Exercise aim
Among the records, find the lines that hold the string "failed" and return them.

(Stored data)
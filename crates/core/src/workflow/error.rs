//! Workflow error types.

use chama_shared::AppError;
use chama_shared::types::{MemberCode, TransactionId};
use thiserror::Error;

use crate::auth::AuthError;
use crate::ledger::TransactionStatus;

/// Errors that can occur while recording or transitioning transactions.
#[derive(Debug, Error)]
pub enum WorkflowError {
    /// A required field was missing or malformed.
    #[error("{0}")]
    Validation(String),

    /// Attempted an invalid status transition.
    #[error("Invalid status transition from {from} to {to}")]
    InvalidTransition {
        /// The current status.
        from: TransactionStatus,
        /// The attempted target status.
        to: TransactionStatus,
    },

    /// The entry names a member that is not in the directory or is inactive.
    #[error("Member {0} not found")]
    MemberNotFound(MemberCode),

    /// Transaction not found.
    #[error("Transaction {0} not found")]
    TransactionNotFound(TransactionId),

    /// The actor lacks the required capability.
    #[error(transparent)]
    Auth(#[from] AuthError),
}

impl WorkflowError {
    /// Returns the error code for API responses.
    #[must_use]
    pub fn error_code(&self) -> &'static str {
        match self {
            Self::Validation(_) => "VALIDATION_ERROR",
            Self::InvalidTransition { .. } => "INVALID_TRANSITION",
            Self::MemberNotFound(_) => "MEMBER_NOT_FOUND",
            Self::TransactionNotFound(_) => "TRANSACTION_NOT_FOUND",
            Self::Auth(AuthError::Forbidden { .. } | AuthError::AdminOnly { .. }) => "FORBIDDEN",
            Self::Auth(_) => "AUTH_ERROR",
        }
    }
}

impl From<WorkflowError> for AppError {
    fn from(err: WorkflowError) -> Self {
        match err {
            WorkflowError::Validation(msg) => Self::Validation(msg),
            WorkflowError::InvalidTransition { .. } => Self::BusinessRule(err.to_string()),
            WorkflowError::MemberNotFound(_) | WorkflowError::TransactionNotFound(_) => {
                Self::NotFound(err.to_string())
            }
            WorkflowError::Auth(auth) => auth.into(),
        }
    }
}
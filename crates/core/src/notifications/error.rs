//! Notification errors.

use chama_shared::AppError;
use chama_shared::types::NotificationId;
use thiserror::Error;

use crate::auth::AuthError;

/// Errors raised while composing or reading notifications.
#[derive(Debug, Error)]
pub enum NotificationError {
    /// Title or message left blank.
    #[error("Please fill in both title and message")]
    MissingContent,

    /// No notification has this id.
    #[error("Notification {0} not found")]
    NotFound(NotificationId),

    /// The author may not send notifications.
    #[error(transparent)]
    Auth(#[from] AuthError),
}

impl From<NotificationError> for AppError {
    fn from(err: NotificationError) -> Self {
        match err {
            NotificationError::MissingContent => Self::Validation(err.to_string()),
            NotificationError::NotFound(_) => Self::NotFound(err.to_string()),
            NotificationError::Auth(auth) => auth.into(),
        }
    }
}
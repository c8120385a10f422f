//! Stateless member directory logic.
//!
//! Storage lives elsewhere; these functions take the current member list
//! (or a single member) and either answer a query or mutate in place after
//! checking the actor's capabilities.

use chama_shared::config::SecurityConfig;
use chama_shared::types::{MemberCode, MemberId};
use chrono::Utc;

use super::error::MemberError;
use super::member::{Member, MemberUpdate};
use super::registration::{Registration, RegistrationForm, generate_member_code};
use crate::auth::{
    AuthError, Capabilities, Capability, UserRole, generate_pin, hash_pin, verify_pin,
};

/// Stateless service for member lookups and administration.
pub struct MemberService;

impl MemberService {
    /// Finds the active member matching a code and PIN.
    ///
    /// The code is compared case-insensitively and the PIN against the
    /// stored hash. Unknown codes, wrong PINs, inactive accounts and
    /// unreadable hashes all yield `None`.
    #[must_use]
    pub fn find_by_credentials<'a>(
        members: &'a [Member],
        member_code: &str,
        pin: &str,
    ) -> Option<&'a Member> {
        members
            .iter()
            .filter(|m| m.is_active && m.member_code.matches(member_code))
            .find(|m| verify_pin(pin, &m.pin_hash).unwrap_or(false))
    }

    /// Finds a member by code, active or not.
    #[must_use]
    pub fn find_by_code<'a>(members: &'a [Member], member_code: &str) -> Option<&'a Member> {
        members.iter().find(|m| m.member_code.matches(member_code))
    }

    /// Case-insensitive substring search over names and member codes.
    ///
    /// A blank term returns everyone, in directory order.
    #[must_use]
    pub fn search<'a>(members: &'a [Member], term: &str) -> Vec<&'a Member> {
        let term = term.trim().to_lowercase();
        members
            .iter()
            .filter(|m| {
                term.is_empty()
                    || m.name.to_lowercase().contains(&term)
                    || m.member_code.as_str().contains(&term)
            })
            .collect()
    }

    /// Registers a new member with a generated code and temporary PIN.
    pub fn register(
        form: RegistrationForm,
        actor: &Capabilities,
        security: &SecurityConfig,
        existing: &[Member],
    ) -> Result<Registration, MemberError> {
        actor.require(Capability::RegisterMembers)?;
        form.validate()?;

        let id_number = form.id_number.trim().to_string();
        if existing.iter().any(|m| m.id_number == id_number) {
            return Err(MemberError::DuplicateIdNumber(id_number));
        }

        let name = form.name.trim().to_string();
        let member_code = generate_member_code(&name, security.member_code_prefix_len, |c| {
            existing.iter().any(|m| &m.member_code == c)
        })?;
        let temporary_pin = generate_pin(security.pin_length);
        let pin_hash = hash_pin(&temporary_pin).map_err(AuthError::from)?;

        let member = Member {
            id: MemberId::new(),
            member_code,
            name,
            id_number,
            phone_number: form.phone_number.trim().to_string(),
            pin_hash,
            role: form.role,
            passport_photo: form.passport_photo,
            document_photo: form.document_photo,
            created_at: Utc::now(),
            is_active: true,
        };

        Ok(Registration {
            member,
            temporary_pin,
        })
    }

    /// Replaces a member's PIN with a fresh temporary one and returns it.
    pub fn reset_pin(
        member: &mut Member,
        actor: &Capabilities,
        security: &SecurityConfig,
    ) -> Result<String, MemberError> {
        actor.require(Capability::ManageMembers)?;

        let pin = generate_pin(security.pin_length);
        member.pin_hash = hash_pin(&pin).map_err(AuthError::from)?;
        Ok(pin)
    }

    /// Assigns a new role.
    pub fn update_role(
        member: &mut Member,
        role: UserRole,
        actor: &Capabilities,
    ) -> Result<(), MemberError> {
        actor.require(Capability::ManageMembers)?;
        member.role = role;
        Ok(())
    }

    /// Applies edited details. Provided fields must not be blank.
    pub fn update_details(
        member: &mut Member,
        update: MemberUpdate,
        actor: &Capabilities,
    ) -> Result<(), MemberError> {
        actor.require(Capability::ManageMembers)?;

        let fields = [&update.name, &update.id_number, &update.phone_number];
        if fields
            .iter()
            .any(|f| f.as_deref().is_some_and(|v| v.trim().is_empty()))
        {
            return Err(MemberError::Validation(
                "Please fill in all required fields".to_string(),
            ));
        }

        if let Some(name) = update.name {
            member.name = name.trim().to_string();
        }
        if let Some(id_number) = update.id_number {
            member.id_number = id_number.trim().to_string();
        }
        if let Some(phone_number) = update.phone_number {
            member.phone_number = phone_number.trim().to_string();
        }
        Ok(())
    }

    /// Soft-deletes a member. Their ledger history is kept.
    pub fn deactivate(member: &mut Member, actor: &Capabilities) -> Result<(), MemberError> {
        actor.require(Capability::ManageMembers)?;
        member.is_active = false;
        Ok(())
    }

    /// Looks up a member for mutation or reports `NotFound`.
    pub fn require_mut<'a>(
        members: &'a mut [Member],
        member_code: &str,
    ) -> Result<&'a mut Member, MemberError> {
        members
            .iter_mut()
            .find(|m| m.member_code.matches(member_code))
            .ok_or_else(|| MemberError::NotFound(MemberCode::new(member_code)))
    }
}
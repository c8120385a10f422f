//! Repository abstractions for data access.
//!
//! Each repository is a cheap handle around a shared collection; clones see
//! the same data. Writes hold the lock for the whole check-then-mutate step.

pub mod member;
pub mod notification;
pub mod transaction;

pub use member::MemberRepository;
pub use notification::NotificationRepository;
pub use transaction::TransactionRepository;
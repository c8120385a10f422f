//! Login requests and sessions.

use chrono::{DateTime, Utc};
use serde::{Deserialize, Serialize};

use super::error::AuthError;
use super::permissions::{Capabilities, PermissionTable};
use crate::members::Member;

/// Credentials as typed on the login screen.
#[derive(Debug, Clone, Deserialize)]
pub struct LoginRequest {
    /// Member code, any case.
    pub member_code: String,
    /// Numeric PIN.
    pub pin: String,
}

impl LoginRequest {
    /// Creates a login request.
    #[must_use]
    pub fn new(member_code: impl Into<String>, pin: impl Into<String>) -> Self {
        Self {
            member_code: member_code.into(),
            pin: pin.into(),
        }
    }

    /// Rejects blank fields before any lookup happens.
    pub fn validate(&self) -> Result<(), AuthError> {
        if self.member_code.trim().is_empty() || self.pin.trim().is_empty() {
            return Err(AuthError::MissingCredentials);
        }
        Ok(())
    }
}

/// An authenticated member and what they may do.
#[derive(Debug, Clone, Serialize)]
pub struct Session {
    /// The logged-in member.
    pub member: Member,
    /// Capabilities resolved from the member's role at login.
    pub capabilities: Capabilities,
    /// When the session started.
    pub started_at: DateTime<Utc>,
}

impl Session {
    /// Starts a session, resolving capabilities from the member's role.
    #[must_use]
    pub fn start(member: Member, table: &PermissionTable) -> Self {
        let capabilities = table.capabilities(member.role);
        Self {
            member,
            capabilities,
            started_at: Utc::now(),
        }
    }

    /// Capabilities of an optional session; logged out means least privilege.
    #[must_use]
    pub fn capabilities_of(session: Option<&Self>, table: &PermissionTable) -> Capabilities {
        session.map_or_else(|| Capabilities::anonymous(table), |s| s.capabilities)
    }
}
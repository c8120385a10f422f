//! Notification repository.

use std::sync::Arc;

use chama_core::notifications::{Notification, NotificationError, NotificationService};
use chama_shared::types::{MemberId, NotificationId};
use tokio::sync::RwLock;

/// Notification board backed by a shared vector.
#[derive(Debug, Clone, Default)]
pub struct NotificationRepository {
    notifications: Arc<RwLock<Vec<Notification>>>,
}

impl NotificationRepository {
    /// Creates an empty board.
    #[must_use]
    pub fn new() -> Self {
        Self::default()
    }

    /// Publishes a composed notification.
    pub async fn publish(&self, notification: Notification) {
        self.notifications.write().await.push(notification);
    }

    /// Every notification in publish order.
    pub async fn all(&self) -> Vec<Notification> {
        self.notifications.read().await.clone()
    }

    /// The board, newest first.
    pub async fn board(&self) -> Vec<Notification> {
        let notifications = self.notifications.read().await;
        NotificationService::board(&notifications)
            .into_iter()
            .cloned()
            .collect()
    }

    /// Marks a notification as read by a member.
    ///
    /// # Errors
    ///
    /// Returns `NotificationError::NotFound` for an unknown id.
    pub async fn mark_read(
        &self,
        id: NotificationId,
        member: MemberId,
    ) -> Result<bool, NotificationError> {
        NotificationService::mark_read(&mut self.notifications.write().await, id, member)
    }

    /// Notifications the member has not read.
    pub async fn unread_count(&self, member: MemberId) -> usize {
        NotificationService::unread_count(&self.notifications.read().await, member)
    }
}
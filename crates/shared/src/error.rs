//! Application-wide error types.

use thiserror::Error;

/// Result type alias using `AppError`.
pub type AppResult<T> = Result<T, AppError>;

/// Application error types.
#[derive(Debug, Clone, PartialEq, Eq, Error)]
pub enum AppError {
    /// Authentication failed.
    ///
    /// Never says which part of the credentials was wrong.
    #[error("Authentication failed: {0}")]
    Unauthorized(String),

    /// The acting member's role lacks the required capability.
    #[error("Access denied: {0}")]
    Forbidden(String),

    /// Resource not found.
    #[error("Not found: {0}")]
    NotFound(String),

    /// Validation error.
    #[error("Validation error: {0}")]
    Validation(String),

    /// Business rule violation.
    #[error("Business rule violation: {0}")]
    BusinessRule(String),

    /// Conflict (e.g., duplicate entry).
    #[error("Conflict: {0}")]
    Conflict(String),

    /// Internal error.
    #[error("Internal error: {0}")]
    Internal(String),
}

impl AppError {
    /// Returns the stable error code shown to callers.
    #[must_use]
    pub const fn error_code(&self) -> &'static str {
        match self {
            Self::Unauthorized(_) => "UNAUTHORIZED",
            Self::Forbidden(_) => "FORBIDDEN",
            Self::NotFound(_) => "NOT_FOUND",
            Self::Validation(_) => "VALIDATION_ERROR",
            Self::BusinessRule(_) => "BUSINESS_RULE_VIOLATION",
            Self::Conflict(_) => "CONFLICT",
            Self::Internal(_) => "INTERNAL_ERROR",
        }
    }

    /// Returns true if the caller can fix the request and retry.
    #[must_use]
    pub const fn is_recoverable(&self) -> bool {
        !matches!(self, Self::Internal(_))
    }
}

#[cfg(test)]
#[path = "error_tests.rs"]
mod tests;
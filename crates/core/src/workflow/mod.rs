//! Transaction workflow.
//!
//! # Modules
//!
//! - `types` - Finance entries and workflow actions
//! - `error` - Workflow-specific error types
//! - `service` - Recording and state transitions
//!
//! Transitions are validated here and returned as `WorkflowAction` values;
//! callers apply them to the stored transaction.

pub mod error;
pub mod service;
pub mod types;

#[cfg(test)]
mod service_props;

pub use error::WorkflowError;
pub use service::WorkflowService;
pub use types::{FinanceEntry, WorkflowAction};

Task output
    /// Authentication failed.
    #[error("Authentication failed: {0}")]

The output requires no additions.